In the last few years, perimenopausal and menopause has been paid a lot of attention, and, to be honest, this noise is scared. Walk social networks and you will see a ton of posts that you are doomed to a weight gain and do not hope that the figure on the scales will ever decrease again. Can you actually prevent weight gain in perimenopause? -down “> Can you prevent weight gain in perimenopaus?

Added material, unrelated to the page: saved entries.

//! Profile screen controller.
//!
//! Coordinates the auth provider, the document store, the resource resolver
//! and the image codec for one signed-in user's profile screen.
//!
//! Every operation surfaces its failures twice: as a [`Notice`] for the view
//! and as an `Err` for programmatic callers. No operation retries.

use cookbook_core::auth::{AuthProvider, CurrentUser};
use cookbook_core::config::{AppConfig, StoreSettings};
use cookbook_core::error::{CookbookError, Result};
use cookbook_core::image::ImageCodec;
use cookbook_core::recipe::Recipe;
use cookbook_core::resource::{ResourceHandle, ResourceResolver};
use cookbook_core::store::DocumentStore;
use cookbook_core::user::UserProfile;
use cookbook_infrastructure::JpegBase64Codec;
use std::sync::Arc;
use tokio::sync::RwLock;

use crate::notice::{
    MSG_ENTER_NAME, MSG_FETCH_FAILED, MSG_IMAGE_DISPLAY_FAILED, MSG_LOAD_PROFILE_FAILED,
    MSG_LOAD_RECIPES_FAILED, MSG_NOT_AUTHENTICATED, MSG_PROFILE_UPDATED, MSG_UPDATE_FAILED,
    Notice, NoticeCallback,
};
use crate::profile_saver::{ProfileSaver, SaveOutcome, as_read_failure, validate_name};
use crate::screen_state::{ScreenSnapshot, ScreenState};

/// Controller for the profile screen.
///
/// # Thread Safety
///
/// State lives behind a `tokio::sync::RwLock` that is never held across a
/// store call. Overlapping operations are not de-duplicated or cancelled:
/// whichever completes last wins for the fields it touches.
pub struct ProfileScreen {
    auth: Arc<dyn AuthProvider>,
    store: Arc<dyn DocumentStore>,
    resources: Arc<dyn ResourceResolver>,
    codec: Arc<dyn ImageCodec>,
    settings: StoreSettings,
    saver: ProfileSaver,
    state: Arc<RwLock<ScreenState>>,
    notice_callback: Arc<RwLock<Option<NoticeCallback>>>,
}

impl ProfileScreen {
    pub fn new(
        auth: Arc<dyn AuthProvider>,
        store: Arc<dyn DocumentStore>,
        resources: Arc<dyn ResourceResolver>,
        codec: Arc<dyn ImageCodec>,
        settings: StoreSettings,
    ) -> Self {
        let saver = ProfileSaver::new(
            store.clone(),
            resources.clone(),
            codec.clone(),
            settings.users_collection.clone(),
        );
        Self {
            auth,
            store,
            resources,
            codec,
            settings,
            saver,
            state: Arc::new(RwLock::new(ScreenState::default())),
            notice_callback: Arc::new(RwLock::new(None)),
        }
    }

    /// Builds a screen using the JPEG/Base64 codec configured in `config`.
    pub fn from_config(
        config: &AppConfig,
        auth: Arc<dyn AuthProvider>,
        store: Arc<dyn DocumentStore>,
        resources: Arc<dyn ResourceResolver>,
    ) -> Self {
        let codec = Arc::new(JpegBase64Codec::from_settings(&config.image));
        Self::new(auth, store, resources, codec, config.store.clone())
    }

    /// Sets a callback invoked for every notice as it is raised.
    pub async fn set_notice_callback(&self, callback: NoticeCallback) {
        *self.notice_callback.write().await = Some(callback);
    }

    pub async fn snapshot(&self) -> ScreenSnapshot {
        ScreenSnapshot::from(&*self.state.read().await)
    }

    /// Returns and clears the notices raised so far.
    pub async fn drain_notices(&self) -> Vec<Notice> {
        std::mem::take(&mut self.state.write().await.notices)
    }

    async fn notify(&self, notice: Notice) {
        if let Some(callback) = self.notice_callback.read().await.as_ref() {
            callback(&notice);
        }
        self.state.write().await.notices.push(notice);
    }

    async fn require_user(&self) -> Result<CurrentUser> {
        match self.auth.current_user() {
            Some(user) => Ok(user),
            None => {
                tracing::warn!("[ProfileScreen] No authenticated user");
                self.notify(Notice::error(MSG_NOT_AUTHENTICATED)).await;
                Err(CookbookError::NotAuthenticated)
            }
        }
    }

    // ============================================================================
    // Screen lifecycle
    // ============================================================================

    /// Loads the profile and the recipe list when a user is signed in.
    ///
    /// With no signed-in user this does nothing.
    pub async fn open(&self) {
        if self.auth.current_user().is_none() {
            tracing::debug!("[ProfileScreen] Opened without a signed-in user");
            return;
        }

        // Failures are already surfaced as notices
        let _ = self.load_profile().await;
        let _ = self.load_recipes().await;
    }

    // ============================================================================
    // Profile Loader
    // ============================================================================

    /// Reads `users/{id}` and populates the name and picture.
    ///
    /// Returns `Ok(None)` when the user has no document yet, which leaves
    /// the display untouched. A malformed stored picture is reported with a
    /// notice and keeps the previously displayed picture.
    pub async fn load_profile(&self) -> Result<Option<UserProfile>> {
        let user = self.require_user().await?;

        let document = match self
            .store
            .get_document(&self.settings.users_collection, &user.id)
            .await
        {
            Ok(document) => document,
            Err(e) => {
                tracing::error!("[ProfileScreen] Failed to load profile {}: {}", user.id, e);
                self.notify(Notice::error(MSG_LOAD_PROFILE_FAILED)).await;
                return Err(as_read_failure(e));
            }
        };

        let Some(document) = document else {
            tracing::debug!("[ProfileScreen] No profile document for {}", user.id);
            return Ok(None);
        };

        let profile = UserProfile::from_document(&document);
        let decoded = profile
            .profile_image
            .as_deref()
            .map(|payload| self.codec.decode(payload));

        {
            let mut state = self.state.write().await;
            state.display_name = profile.name.clone();
            if let Some(Some(bytes)) = &decoded {
                state.display_image = Some(bytes.clone());
            }
        }

        if let Some(None) = decoded {
            tracing::warn!("[ProfileScreen] Stored picture for {} is malformed", user.id);
            self.notify(Notice::error(MSG_IMAGE_DISPLAY_FAILED)).await;
        }

        Ok(Some(profile))
    }

    // ============================================================================
    // Image picking
    // ============================================================================

    /// Records a picked image and previews it.
    ///
    /// The selection is recorded even when the preview cannot be read; the
    /// save decides again whether the pick is usable.
    pub async fn select_image(&self, handle: ResourceHandle) {
        self.state.write().await.pending_image = Some(handle.clone());

        match self.resources.open_stream(&handle).await {
            Ok(bytes) => {
                self.state.write().await.display_image = Some(bytes);
            }
            Err(e) => {
                tracing::warn!("[ProfileScreen] Cannot preview {}: {}", handle, e);
            }
        }
    }

    // ============================================================================
    // Profile Saver
    // ============================================================================

    /// Saves the entered name and the pending picture, keeping the stored
    /// picture when nothing new was picked.
    ///
    /// The pending pick is read only after the existing document has been
    /// fetched, so the newest pick at that point is the one written.
    pub async fn save_profile(&self, name_input: &str) -> Result<SaveOutcome> {
        let user = self.require_user().await?;

        let name = match validate_name(name_input) {
            Ok(name) => name,
            Err(e) => {
                self.notify(Notice::error(MSG_ENTER_NAME)).await;
                return Err(e);
            }
        };

        let working = match self.saver.fetch_existing(&user.id).await {
            Ok(working) => working,
            Err(e) => {
                tracing::error!("[ProfileScreen] Failed to fetch user data: {}", e);
                self.notify(Notice::error(MSG_FETCH_FAILED)).await;
                return Err(e);
            }
        };

        let pick = self.state.read().await.pending_image.clone();
        let working = self.saver.apply_pick(working, pick.as_ref()).await;

        match self.saver.write(&user.id, &name, working).await {
            Ok(outcome) => {
                tracing::info!(
                    "[ProfileScreen] Profile {} saved (image: {:?})",
                    user.id,
                    outcome.image_source
                );
                self.notify(Notice::info(MSG_PROFILE_UPDATED)).await;
                Ok(outcome)
            }
            Err(e) => {
                tracing::error!("[ProfileScreen] Failed to update profile: {}", e);
                self.notify(Notice::error(MSG_UPDATE_FAILED)).await;
                Err(e)
            }
        }
    }

    // ============================================================================
    // Recipe Lister
    // ============================================================================

    /// Replaces the recipe list with every document of the recipes collection.
    ///
    /// The list is not scoped to the signed-in user. On failure the previous
    /// list stays as it was.
    pub async fn load_recipes(&self) -> Result<usize> {
        let documents = match self
            .store
            .list_collection(&self.settings.recipes_collection)
            .await
        {
            Ok(documents) => documents,
            Err(e) => {
                tracing::error!("[ProfileScreen] Error getting recipes: {}", e);
                self.notify(Notice::error(MSG_LOAD_RECIPES_FAILED)).await;
                return Err(as_read_failure(e));
            }
        };

        let mut state = self.state.write().await;
        state.recipes.clear();
        state
            .recipes
            .extend(documents.iter().map(Recipe::from_document));
        state.recipes_revision += 1;

        tracing::debug!("[ProfileScreen] Loaded {} recipes", state.recipes.len());
        Ok(state.recipes.len())
    }
}
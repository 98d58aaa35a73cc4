//! Local resource access contract.
//!
//! A resource handle identifies a user-picked image (a content URI on a
//! phone, a file path on a desktop). The handle may stop resolving at any
//! time between the pick and the save.

use async_trait::async_trait;
use serde::{Deserialize, Serialize};
use std::fmt;

use crate::error::Result;

/// Handle to a locally picked resource.
#[derive(Debug, Clone, PartialEq, Eq, Hash, Serialize, Deserialize)]
pub struct ResourceHandle(String);

impl ResourceHandle {
    pub fn new(handle: impl Into<String>) -> Self {
        Self(handle.into())
    }

    pub fn as_str(&self) -> &str {
        &self.0
    }
}

impl fmt::Display for ResourceHandle {
    fn fmt(&self, f: &mut fmt::Formatter<'_>) -> fmt::Result {
        f.write_str(&self.0)
    }
}

impl From<&str> for ResourceHandle {
    fn from(value: &str) -> Self {
        Self::new(value)
    }
}

/// Opens picked resources as byte streams.
#[async_trait]
pub trait ResourceResolver: Send + Sync {
    /// Reads the full contents of the resource.
    ///
    /// Fails with `CookbookError::ResourceUnavailable` when the handle no
    /// longer resolves.
    async fn open_stream(&self, handle: &ResourceHandle) -> Result<Vec<u8>>;
}
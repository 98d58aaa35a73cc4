//! DocumentStore implementations.

mod dir;
mod memory;

pub use dir::DirDocumentStore;
pub use memory::InMemoryDocumentStore;

use cookbook_core::error::{CookbookError, Result};

/// Rejects names that cannot be used as a collection or document key.
pub(crate) fn validate_key(kind: &str, value: &str) -> Result<()> {
    if value.is_empty() {
        return Err(CookbookError::InvalidKey(format!("{} must not be empty", kind)));
    }
    if value.contains(['/', '\\']) {
        return Err(CookbookError::InvalidKey(format!(
            "{} '{}' must not contain path separators",
            kind, value
        )));
    }
    // Dot-prefixed names are reserved for in-progress writes
    if value.starts_with('.') {
        return Err(CookbookError::InvalidKey(format!(
            "{} '{}' must not start with '.'",
            kind, value
        )));
    }
    Ok(())
}
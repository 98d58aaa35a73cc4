//! Short user-visible notices (toasts).

use std::sync::Arc;

pub const MSG_ENTER_NAME: &str = "Please enter a name";
pub const MSG_NOT_AUTHENTICATED: &str = "User is not authenticated";
pub const MSG_FETCH_FAILED: &str = "Error fetching user data";
pub const MSG_PROFILE_UPDATED: &str = "Profile updated";
pub const MSG_UPDATE_FAILED: &str = "Failed to update profile";
pub const MSG_LOAD_PROFILE_FAILED: &str = "Error loading user profile";
pub const MSG_IMAGE_DISPLAY_FAILED: &str = "Error displaying profile image";
pub const MSG_LOAD_RECIPES_FAILED: &str = "Error loading recipes";

#[derive(Debug, Clone, Copy, PartialEq, Eq)]
pub enum NoticeLevel {
    Info,
    Error,
}

#[derive(Debug, Clone, PartialEq, Eq)]
pub struct Notice {
    pub level: NoticeLevel,
    pub message: String,
}

impl Notice {
    pub fn info(message: impl Into<String>) -> Self {
        Self {
            level: NoticeLevel::Info,
            message: message.into(),
        }
    }

    pub fn error(message: impl Into<String>) -> Self {
        Self {
            level: NoticeLevel::Error,
            message: message.into(),
        }
    }

    pub fn is_error(&self) -> bool {
        self.level == NoticeLevel::Error
    }
}

/// Callback invoked for every notice as it is raised (e.g., to show a toast).
pub type NoticeCallback = Arc<dyn Fn(&Notice) + Send + Sync>;
use serde::{Deserialize, Serialize};
use serde_json::Value;

use crate::store::{Document, Fields};

/// One entry of the recipe list.
///
/// No identifier is retained. Missing fields map to `None`.
#[derive(Debug, Clone, Default, PartialEq, Eq, Serialize, Deserialize)]
pub struct Recipe {
    pub title: Option<String>,
    pub ingredients: Option<String>,
    pub instructions: Option<String>,
}

impl Recipe {
    pub fn new(
        title: impl Into<String>,
        ingredients: impl Into<String>,
        instructions: impl Into<String>,
    ) -> Self {
        Self {
            title: Some(title.into()),
            ingredients: Some(ingredients.into()),
            instructions: Some(instructions.into()),
        }
    }

    pub fn from_document(document: &Document) -> Self {
        Self {
            title: document.get_string("title"),
            ingredients: document.get_string("ingredients"),
            instructions: document.get_string("instructions"),
        }
    }

    /// Field set for seeding a store. Absent fields are left out.
    pub fn to_fields(&self) -> Fields {
        let mut fields = Fields::new();
        for (key, value) in [
            ("title", &self.title),
            ("ingredients", &self.ingredients),
            ("instructions", &self.instructions),
        ] {
            if let Some(value) = value {
                fields.insert(key.to_string(), Value::String(value.clone()));
            }
        }
        fields
    }
}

Why is it so difficult to maintain weight during Perimenopause and menopausal do to avoid weight gain during perimenopause and menopause
Good news: if you take care of health ’ I, then the transition period will become easier, the gynecologist Jessica Shepard is convinced. WOMANEL more details about what you can do.
“The healthiest transition to menopause is the transition that takes into account all the factors that affect our health ’ I have been for a long time,” she says. That is, the healthiest way to survive menopause is to be the most healthy version as a whole. ”
Ali agrees with that. “If you enter perimenopause and healthy menopause and maintain good habits, it will help prevent weight gain,” he says.
During the period of perimenopause you have many hormonal shifts. And it can break your ability to lose weight or even maintain your weight. Although you can gain weight in any period of life if you start eating more than before, or more high-calorie products, the weight gain in perimenopauzi is a completely different matter.
According to Dr. Ali, with weight gain in You can find perimenopauzi that you are gaining weight, eating the same as before, and that to lose this excess weight is more difficult than before. Although people gain weight differently, according to the Mayo clinic, you may have more risk of gaining weight in the waist area if it is linked;
The situation is even more complicated by the fact that women during this period lose M ’ the iconic mass and density of the bones due to the combination of hormonal shifts and aging. This can lead to the fact that it will be easier to gain weight, and to lose – more difficult. Factors such as stress, sleep disturbance and changes in activity level can also contribute.
Eat Protein. It saturates, reducing the risk that you are hungry between meals and snacks and overrun, source: freepik.com- Increase protein consumption. The exact amount of protein you need depends on other factors of your life. However, studies show that people who lead an active lifestyle need from 1.2 to 1.5 grams of protein per kilogram of weight to maintain tissue growth. For most people it is about 30-35 grams of protein per meal.
- Do not forget about fiber. It is very important for maintaining healthy weight because it saturates and helps regulate blood sugar, reducing the likelihood that you will undergo blood sugar and feel hungry. Dr. Ali recommends using non-starchy vegetables, such as broccoli, cauliflower, cucumbers and carrots, together with a lot of protein.
- play sports at least 150 minutes a week. Exercise is not only good for overall health ’ I but also help to maintain M ’ icing and bone mass.
- lift heavy weights. Make sure that strength training is also part of an increase in protein. This will help to grow M ’ the icing mass and support the one you already have.
- Limit the amount of sugar. Added sugars contain empty calories and can lead to weight gain.
- Get enough sleep. If you sleep for at least seven hours a day, it will bring you a lot of benefits.
Doctors emphasize that you are not doomed to gain weight in perimenopause and menopause. And even if you notice that the scales crawl up. Getting these habits now-even in 20-30 years-will help you successfully control the weight in the future.